Kelly Bird, ADB Philippines country director, said the latest projection is seen as the “floor” estimate, which means the ADB sees the economy growing by “at least” 4.5 percent.

“For other economists and banks… there’s a wide range of estimates … from four percent up to… seven percent this year….That simply reflects the heightened uncertainty about how the pandemic will unfold globally and domestically,” Bird said.

Bird, however, said the ADB is 90 percent confident that the growth rate would be 4.5 percent or higher.

According to Bird, the downgraded projection are mainly because of the implementation of tighter quarantine restrictions due to the recent surge in coronavirus disease 2019 (COVID-19) cases and that private investments are expected to remain subdued this year.

“This forecast… includes the reimposition of the enhanced community quarantine and the modified one, and it also factors in a delay in the reopening of the economy. That’s why we’re treating this as a floor on our forecast for this year,” Bird said.

Bird said fiscal and monetary policies remain accommodative to support recovery for 2021 and public spending, and household spending and exports will drive growth this year.

Challenges remain, however, including uncertainties over the course of the pandemic and the emergence of new coronavirus variants across the globe.

The ADB said the Philippines’ COVID-19 vaccine rollout may suffer from global supply shortages in the short term, and local community quarantines could be extended to curb the spread of COVID-19.

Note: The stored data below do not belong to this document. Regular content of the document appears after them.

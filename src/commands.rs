//! CLI command implementations

use crate::Format;
use anyhow::Context;
use chen_graph_core::{
    compare, edit_distance, optimal_edit_path, Adjacency, EngineConfig, Graph, HashOutput,
    Verdict,
};
use std::path::Path;

pub fn load_config(path: Option<&Path>) -> anyhow::Result<EngineConfig> {
    match path {
        Some(path) => EngineConfig::load(path).with_context(|| format!("loading {}", path.display())),
        None => Ok(EngineConfig::default()),
    }
}

fn load(path: &Path) -> anyhow::Result<Graph> {
    let graph = chen_graph_io::read_graphml(path).with_context(|| format!("reading {}", path.display()))?;
    tracing::info!(
        "Loaded {}: {} nodes, {} edges",
        path.display(),
        graph.node_count(),
        graph.edge_count()
    );
    Ok(graph)
}

fn render(adjacency: &Adjacency, dot: impl FnOnce() -> String, format: Format) -> anyhow::Result<String> {
    Ok(match format {
        Format::Json => chen_graph_io::adjacency_json(adjacency)?,
        Format::Dot => dot(),
    })
}

pub fn hash(file: &Path, subgraph: bool, config: &EngineConfig) -> anyhow::Result<()> {
    let graph = load(file)?;
    match chen_graph_core::hash(&graph, subgraph, &config.wl_config()) {
        HashOutput::Graph(digest) => println!("{}", digest),
        HashOutput::Subgraphs(hashes) => println!("{}", serde_json::to_string_pretty(&hashes)?),
    }
    Ok(())
}

pub fn diff(first: &Path, second: &Path, include_common: bool, format: Format) -> anyhow::Result<()> {
    let first = load(first)?;
    let second = load(second)?;
    let changes = chen_graph_core::diff(Some(&first), Some(&second), include_common);
    tracing::info!(
        "+{} -{} nodes, +{} -{} edges",
        changes.added_nodes.len(),
        changes.removed_nodes.len(),
        changes.added_edges.len(),
        changes.removed_edges.len()
    );
    println!("{}", render(&changes.to_adjacency(), || changes.to_dot(), format)?);
    Ok(())
}

pub fn similar(first: &Path, second: &Path, config: &EngineConfig) -> anyhow::Result<()> {
    let first = load(first)?;
    let second = load(second)?;
    let verdict = compare(&first, &second, &config.similarity);
    match verdict {
        Verdict::Identical => tracing::info!("Graphs are identical"),
        Verdict::Near(d) | Verdict::Distant(d) => tracing::info!("Edit distance {}", d),
        Verdict::Unresolved => tracing::info!("No edit distance within bounds"),
    }
    println!("{}", verdict.is_similar());
    Ok(())
}

pub fn distance(first: &Path, second: &Path, exact: bool, config: &EngineConfig) -> anyhow::Result<()> {
    let first = load(first)?;
    let second = load(second)?;
    if exact {
        let path = optimal_edit_path(&first, &second, config.similarity.upper_bound);
        println!("{}", serde_json::to_string_pretty(&path)?);
    } else {
        println!("{}", edit_distance(&first, &second, &config.similarity.bounds()));
    }
    Ok(())
}

pub fn summarize(file: &Path, format: Format, config: &EngineConfig) -> anyhow::Result<()> {
    let graph = load(file)?;
    let summary = chen_graph_core::summarize(&graph, &config.summary);
    tracing::info!("{} supernodes, {} superedges", summary.node_count(), summary.edge_count());
    println!("{}", render(&summary.to_adjacency(), || summary.to_dot(), format)?);
    Ok(())
}

pub fn export(file: &Path, output: &Path, format: Format) -> anyhow::Result<()> {
    let graph = load(file)?;
    match format {
        Format::Json => chen_graph_io::write_adjacency(&graph.to_adjacency(), output)?,
        Format::Dot => chen_graph_io::write_dot(&graph.to_dot(), output)?,
    }
    tracing::info!("Wrote {}", output.display());
    Ok(())
}
//! Identifier validation and list parsing.

use super::SourceLocation;

/// Characters that separate entries in an identifier list.
const LIST_DELIMITERS: [char; 2] = [',', ';'];

/// Returns `true` if `id` is usable as a node identifier.
///
/// Identifiers are opaque: they only need to be non-empty single tokens that
/// cannot be confused with a list delimiter.
#[must_use]
pub fn is_valid_identifier(id: &str) -> bool {
    !id.is_empty()
        && !id.chars().any(|c| c.is_whitespace() || c.is_control() || LIST_DELIMITERS.contains(&c))
}

/// Derives the identifier of an annotation that declares none.
///
/// The result is scoped to the block's location, so two blocks never derive
/// the same id.
#[must_use]
pub fn derive_test_id(location: &SourceLocation) -> String {
    match location.line {
        Some(line) => format!("{}#L{line}", location.path),
        None => location.path.clone(),
    }
}

/// Splits a delimiter-separated identifier list.
///
/// Empty entries (e.g. a trailing delimiter) are ignored and duplicates are
/// dropped, keeping first-seen order.
///
/// # Errors
///
/// Returns the first entry that is not a valid identifier.
pub fn split_identifier_list(value: &str) -> Result<Vec<String>, String> {
    let mut ids: Vec<String> = Vec::new();
    for entry in value.split(LIST_DELIMITERS).map(str::trim).filter(|e| !e.is_empty()) {
        if !is_valid_identifier(entry) {
            return Err(entry.to_string());
        }
        if !ids.iter().any(|existing| existing == entry) {
            ids.push(entry.to_string());
        }
    }
    Ok(ids)
}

“There are upside and downside risks and it’s really about the rollout of the vaccination program. The downside is that we’re experiencing global shortages of vaccines, and these could delay the Philippines’ national vaccine rollout. This is not unique to the Philippines, but a lot of other developing member countries, middle income countries are experiencing the same problem,” Bird said.

Bird also mentioned the Mandanas ruling which will come into effect next year as another downside risk, as the national government is required to transfer significant amounts of revenues to the local governments and that may affect the implementation of some public programs.

“When expenditure functions are being transferred to local governments, there’s always that teething period where they’ve got to kind of revise the budgets, they’ve got to bring in new staff, new skills to implement. There is always a risk that on the ground that there will be some delay in project or program implementation, that’s kind of a natural outcome of transferring functions to local governments,” Bird said.

The ADB said inflation is forecast to rise to 4.1 percent in 2021, up from 2.6 percent in 2020, due to rising global commodity prices and other supply-side factors. For instance, the African swine fever has resulted in disruptions to the pork supply in the Philippines.
Inflation is expected to ease to 3.5 percent in 2022 as government takes measures to address supply-side pressures, the agency said.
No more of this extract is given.